In any society, criticism is healthy and necessary. Antonio Gramsci once wrote that silencing intellectual debate and criticism meant aborting the necessary role that intellectuals play in the reproduction and development of ideology, hence transforming ideas into pure propaganda.

In the “real socialist” systems, we’ve seen the repression of debate, of questioning, of the intellectual consideration of the pros and cons of ideological proposals. We’ve also seen how this evolved into increased party bureaucracy, the excessive power of nomenclature, and the creation of propaganda machines where slogans and activism, circulated as “party lines for mandatory compliance”, ended up becoming straitjackets.

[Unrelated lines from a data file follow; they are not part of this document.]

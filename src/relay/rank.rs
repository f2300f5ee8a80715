use crate::relay::result::{RankedDocument, ScoredIndex};

/// Cosine similarity over the common prefix of `a` and `b`.
///
/// Zero-norm vectors score 0.0, and so do vectors holding NaN or infinite
/// components. Each vector is scaled by its largest component first, so very
/// large magnitudes do not overflow the norms.
pub fn cosine(a: &[f64], b: &[f64]) -> f64 {
    let len = a.len().min(b.len());
    let (a, b) = (&a[..len], &b[..len]);
    let (scale_a, scale_b) = (max_abs(a), max_abs(b));
    if scale_a == 0.0 || scale_b == 0.0 {
        return 0.0;
    }
    let dot: f64 = a
        .iter()
        .zip(b)
        .map(|(x, y)| (x / scale_a) * (y / scale_b))
        .sum();
    let norm_a = a.iter().map(|x| (x / scale_a).powi(2)).sum::<f64>().sqrt();
    let norm_b = b.iter().map(|y| (y / scale_b).powi(2)).sum::<f64>().sqrt();
    let similarity = dot / (norm_a * norm_b);
    if similarity.is_finite() { similarity } else { 0.0 }
}

fn max_abs(values: &[f64]) -> f64 {
    values.iter().fold(0.0, |max: f64, value| max.max(value.abs()))
}

/// Total order key: NaN ranks below every number and `-0.0` ties with `0.0`.
fn sort_key(score: f64) -> f64 {
    if score.is_nan() {
        f64::NEG_INFINITY
    } else if score == 0.0 {
        0.0
    } else {
        score
    }
}

/// Post-sort filters. `threshold` applies first, then `top_k`.
#[derive(Debug, Clone, Copy, Default, PartialEq)]
pub struct RankOptions {
    pub top_k: Option<usize>,
    pub threshold: Option<f64>,
}

#[derive(Debug, Clone, Copy, Default)]
pub struct Ranker {
    options: RankOptions,
}

impl Ranker {
    pub fn new(options: RankOptions) -> Self {
        Self { options }
    }

    /// Scores every candidate, sorts descending with ties in input order, then filters.
    pub fn rank<C, F>(&self, candidates: &[C], mut score: F) -> Vec<RankedDocument>
    where
        C: AsRef<str>,
        F: FnMut(usize, &C) -> f64,
    {
        let scored = candidates
            .iter()
            .enumerate()
            .map(|(index, candidate)| RankedDocument {
                text: candidate.as_ref().to_string(),
                score: score(index, candidate),
                index,
            })
            .collect();
        self.finish(scored)
    }

    /// Ranks documents by cosine similarity of their vectors to `query`.
    pub fn by_embedding<C: AsRef<str>>(
        &self,
        query: &[f64],
        candidates: &[C],
        vectors: &[Vec<f64>],
    ) -> Vec<RankedDocument> {
        self.rank(candidates, |index, _| {
            vectors.get(index).map_or(0.0, |vector| cosine(query, vector))
        })
    }

    /// Ranks documents by provider relevance scores, unchanged. Documents the
    /// provider did not score, and scores pointing past the input, are dropped.
    pub fn by_relevance<C: AsRef<str>>(
        &self,
        documents: &[C],
        scores: &[ScoredIndex],
    ) -> Vec<RankedDocument> {
        let scored = scores
            .iter()
            .filter_map(|scored| {
                documents.get(scored.index).map(|document| RankedDocument {
                    text: document.as_ref().to_string(),
                    score: scored.score,
                    index: scored.index,
                })
            })
            .collect();
        self.finish(scored)
    }

    fn finish(&self, mut documents: Vec<RankedDocument>) -> Vec<RankedDocument> {
        documents.sort_by(|a, b| {
            sort_key(b.score)
                .total_cmp(&sort_key(a.score))
                .then(a.index.cmp(&b.index))
        });
        if let Some(threshold) = self.options.threshold {
            documents.retain(|document| document.score >= threshold);
        }
        if let Some(top_k) = self.options.top_k {
            documents.truncate(top_k);
        }
        documents
    }
}

#[cfg(test)]
mod tests {
    use super::*;

    #[test]
    fn cosine_edge_cases() {
        assert_eq!(cosine(&[1.0, 0.0], &[1.0, 0.0]), 1.0);
        assert_eq!(cosine(&[1.0, 0.0], &[0.0, 1.0]), 0.0);
        assert_eq!(cosine(&[0.0, 0.0], &[1.0, 0.0]), 0.0);
        assert!((cosine(&[1.0, 1.0], &[-1.0, -1.0]) + 1.0).abs() < 1e-12);
    }

    #[test]
    fn equal_scores_keep_input_order() {
        let ranked = Ranker::default().rank(&["a", "b", "c", "d"], |_, _| 0.5);
        let order: Vec<usize> = ranked.iter().map(|doc| doc.index).collect();
        assert_eq!(order, vec![0, 1, 2, 3]);
    }

    #[test]
    fn threshold_applies_before_top_k() {
        let ranker = Ranker::new(RankOptions {
            top_k: Some(2),
            threshold: Some(0.4),
        });
        let scores = [0.1, 0.9, 0.5, 0.3];
        let ranked = ranker.rank(&["a", "b", "c", "d"], |index, _| scores[index]);
        let texts: Vec<&str> = ranked.iter().map(|doc| doc.text.as_str()).collect();
        assert_eq!(texts, vec!["b", "c"]);

        let strict = Ranker::new(RankOptions {
            top_k: Some(3),
            threshold: Some(0.95),
        });
        assert!(strict.rank(&["a", "b"], |index, _| scores[index]).is_empty());
    }

    #[test]
    fn embedding_ranking_prefers_aligned_vectors() {
        let ranked = Ranker::default().by_embedding(
            &[1.0, 0.0],
            &["orthogonal", "aligned", "diagonal"],
            &[vec![0.0, 1.0], vec![2.0, 0.0], vec![1.0, 1.0]],
        );
        let texts: Vec<&str> = ranked.iter().map(|doc| doc.text.as_str()).collect();
        assert_eq!(texts, vec!["aligned", "diagonal", "orthogonal"]);
        assert_eq!(ranked[0].score, 1.0);
    }

    #[test]
    fn relevance_scores_are_used_verbatim() {
        let ranked = Ranker::default().by_relevance(
            &["first", "second"],
            &[
                ScoredIndex { index: 0, score: 0.2 },
                ScoredIndex { index: 1, score: 0.7 },
                ScoredIndex { index: 5, score: 0.99 },
            ],
        );
        assert_eq!(ranked.len(), 2);
        assert_eq!(ranked[0].text, "second");
        assert_eq!(ranked[0].score, 0.7);
        assert_eq!(ranked[1].index, 0);
    }

    #[test]
    fn cosine_survives_huge_and_mismatched_vectors() {
        assert_eq!(cosine(&[1e200, 0.0], &[1e200, 0.0]), 1.0);
        assert_eq!(cosine(&[1.0, 0.0], &[1.0, 0.0, 5.0]), 1.0);
        assert_eq!(cosine(&[f64::NAN, 1.0], &[1.0, 1.0]), 0.0);
        assert_eq!(cosine(&[f64::INFINITY, 1.0], &[1.0, 1.0]), 0.0);
    }

    #[test]
    fn nan_scores_sort_last_without_panicking() {
        let candidates: Vec<String> = (0..64).map(|n| format!("doc {n}")).collect();
        let ranked = Ranker::default().rank(&candidates, |index, _| {
            if index % 3 == 0 { f64::NAN } else { index as f64 }
        });

        assert_eq!(ranked.len(), 64);
        assert_eq!(ranked[0].index, 62);
        let first_nan = ranked
            .iter()
            .position(|doc| doc.score.is_nan())
            .expect("NaN scores are kept");
        assert!(ranked[first_nan..].iter().all(|doc| doc.score.is_nan()));
        let nan_order: Vec<usize> = ranked[first_nan..].iter().map(|doc| doc.index).collect();
        assert!(nan_order.windows(2).all(|pair| pair[0] < pair[1]));
    }
}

Using gulags, ostracism and forced labor, debate was silenced; a debate which perhaps could have opened the way to recognizing the system’s failings and won out over authoritarianism and mechanical obedience.  An ideology that predicated equality ended up giving birth to repressive and authoritarian systems that self-destructed in the end, putting into question the option of socialism as a democratic and liberating alternative. The top-down propaganda and the rejection of criticism generated an artificial cohesion, but didn’t deeply transform the peoples’ consciences. It then deteriorated into fanaticism capable of committing the worst crimes.

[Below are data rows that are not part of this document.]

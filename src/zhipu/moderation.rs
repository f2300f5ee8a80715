use serde::Serialize;

use crate::error::Result;
use crate::relay::batch::{BatchReport, BatchRunner};
use crate::relay::envelope::{OperationKind, RequestEnvelope};
use crate::relay::result::{CanonicalResult, ExpectedShape, ModerationVerdict};
use crate::relay::transport::HttpTransport;
use crate::zhipu::client::{Endpoint, ZhipuClient, require_text, unexpected};

pub const DEFAULT_MODEL: &str = "moderation";

pub fn moderation_request(text: &str, model: Option<&str>) -> Result<RequestEnvelope> {
    let text = require_text(text, "moderation input")?;
    RequestEnvelope::builder(OperationKind::Moderation)
        .model(model.unwrap_or(DEFAULT_MODEL))
        .text(text)
        .build()
}

#[derive(Debug, Clone, PartialEq, Serialize)]
pub struct ModerationOutcome {
    pub safe: bool,
    #[serde(flatten)]
    pub verdict: ModerationVerdict,
}

impl From<ModerationVerdict> for ModerationOutcome {
    fn from(verdict: ModerationVerdict) -> Self {
        Self {
            safe: verdict.is_safe(),
            verdict,
        }
    }
}

/// Batch moderation report with the number of texts judged unsafe.
#[derive(Debug, Clone, PartialEq, Serialize)]
pub struct ModerationBatch {
    #[serde(flatten)]
    pub report: BatchReport<String, ModerationOutcome>,
    pub unsafe_count: usize,
}

impl<T: HttpTransport> ZhipuClient<T> {
    pub fn moderate(&self, text: &str, model: Option<&str>) -> Result<ModerationOutcome> {
        let envelope = moderation_request(text, model)?;
        match self.execute(&envelope, Endpoint::Moderation, ExpectedShape::ModerationVerdict)? {
            CanonicalResult::ModerationVerdict(verdict) => Ok(verdict.into()),
            other => Err(unexpected(other, ExpectedShape::ModerationVerdict)),
        }
    }

    pub fn moderate_batch(
        &self,
        texts: &[String],
        model: Option<&str>,
        runner: &BatchRunner,
    ) -> ModerationBatch {
        let report = runner.execute(texts, |_, text| self.moderate(text, model));
        let unsafe_count = report
            .results
            .iter()
            .filter_map(|entry| entry.result())
            .filter(|outcome| !outcome.safe)
            .count();
        ModerationBatch {
            report,
            unsafe_count,
        }
    }
}

#[cfg(test)]
mod tests {
    use serde_json::json;

    use super::*;
    use crate::relay::result::RiskLevel;
    use crate::relay::transport::testing::{ScriptedTransport, json_reply, status_reply};
    use crate::zhipu::client::testing::scripted_client;

    fn risky() -> serde_json::Value {
        json!({
            "result_list": [
                { "content_type": "text", "risk_level": "PASS", "risk_type": [] },
                { "content_type": "text", "risk_level": "high", "risk_type": ["porn"] }
            ]
        })
    }

    #[test]
    fn blank_input_never_reaches_the_network() {
        let client = scripted_client(ScriptedTransport::new());
        assert!(client.moderate("   ", None).is_err());
        assert!(client.transport().inner().seen().is_empty());
    }

    #[test]
    fn verdict_uses_the_highest_risk() {
        let client = scripted_client(
            ScriptedTransport::new().route("/moderations", vec![json_reply(200, risky())]),
        );
        let outcome = client.moderate("something", None).expect("moderation should succeed");

        assert!(!outcome.safe);
        assert_eq!(outcome.verdict.risk_level, RiskLevel::High);
        assert_eq!(outcome.verdict.risk_types, vec!["porn".to_string()]);
    }

    #[test]
    fn batch_counts_unsafe_items_and_keeps_failures() {
        let client = scripted_client(ScriptedTransport::new().route(
            "/moderations",
            vec![
                json_reply(200, json!({ "result_list": [] })),
                json_reply(200, risky()),
                status_reply(400),
            ],
        ));
        let texts = vec!["fine".to_string(), "bad".to_string(), "broken".to_string()];
        let batch = client.moderate_batch(&texts, None, &BatchRunner::default());

        assert_eq!(batch.report.total, 3);
        assert_eq!(batch.report.successful, 2);
        assert_eq!(batch.report.failed, 1);
        assert_eq!(batch.unsafe_count, 1);

        let value = serde_json::to_value(&batch).expect("batch should serialize");
        assert_eq!(value["unsafe_count"], 1);
        assert_eq!(value["total"], 3);
        assert_eq!(value["results"][1]["result"]["risk_level"], "high");
    }

    #[test]
    fn medium_risk_is_reported_but_safe() {
        let client = scripted_client(ScriptedTransport::new().route(
            "/moderations",
            vec![json_reply(
                200,
                json!({ "result_list": [{ "risk_level": "medium", "risk_type": ["ads"] }] }),
            )],
        ));
        let outcome = client.moderate("buy now", None).expect("moderation should succeed");

        assert!(outcome.safe);
        assert_eq!(outcome.verdict.risk_level, RiskLevel::Medium);
        assert_eq!(outcome.verdict.risk_types, vec!["ads".to_string()]);
    }

    #[test]
    fn parallel_batch_moderates_every_text() {
        let client = scripted_client(ScriptedTransport::new().route(
            "/moderations",
            vec![
                json_reply(200, risky()),
                json_reply(200, json!({ "result_list": [] })),
                json_reply(200, json!({ "result_list": [] })),
                json_reply(200, json!({ "result_list": [] })),
            ],
        ));
        let texts: Vec<String> = (1..=4).map(|n| format!("text {n}")).collect();
        let runner = BatchRunner::default().with_concurrency(3);
        let batch = client.moderate_batch(&texts, None, &runner);

        assert_eq!(batch.report.total, 4);
        assert_eq!(batch.report.successful, 4);
        assert_eq!(batch.unsafe_count, 1);
        assert_eq!(client.transport().inner().seen().len(), 4);
        let inputs: Vec<&str> = batch.report.results.iter().map(|entry| entry.input.as_str()).collect();
        assert_eq!(inputs, vec!["text 1", "text 2", "text 3", "text 4"]);
    }
}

To be effective, internal criticism among those who claim to share the same objective, shouldn’t resemble any of this. It shouldn’t be a dagger fight where the supposed shapers of opinion condemn those who don’t think like them, using equivalent propaganda mechanisms to reject or disparage those they see as adversaries. 

They do this in the name of values like “democracy” or “transparency”, but their actions are intolerant and exclusionary. In the same way that the sacrosanct “party” is held up as a guru of the blessed truth, using manipulation to justify a supposedly sacred rage, these new critics point fingers at the “guilty” and incite and foment distrust with no other apparent goal than that of acquiring prestige and relevance by stirring up others’ frustrations. More than a few of them, whose lives transpire under democracies, try to set forth Manichean criteria of good and bad for those living under dictatorships.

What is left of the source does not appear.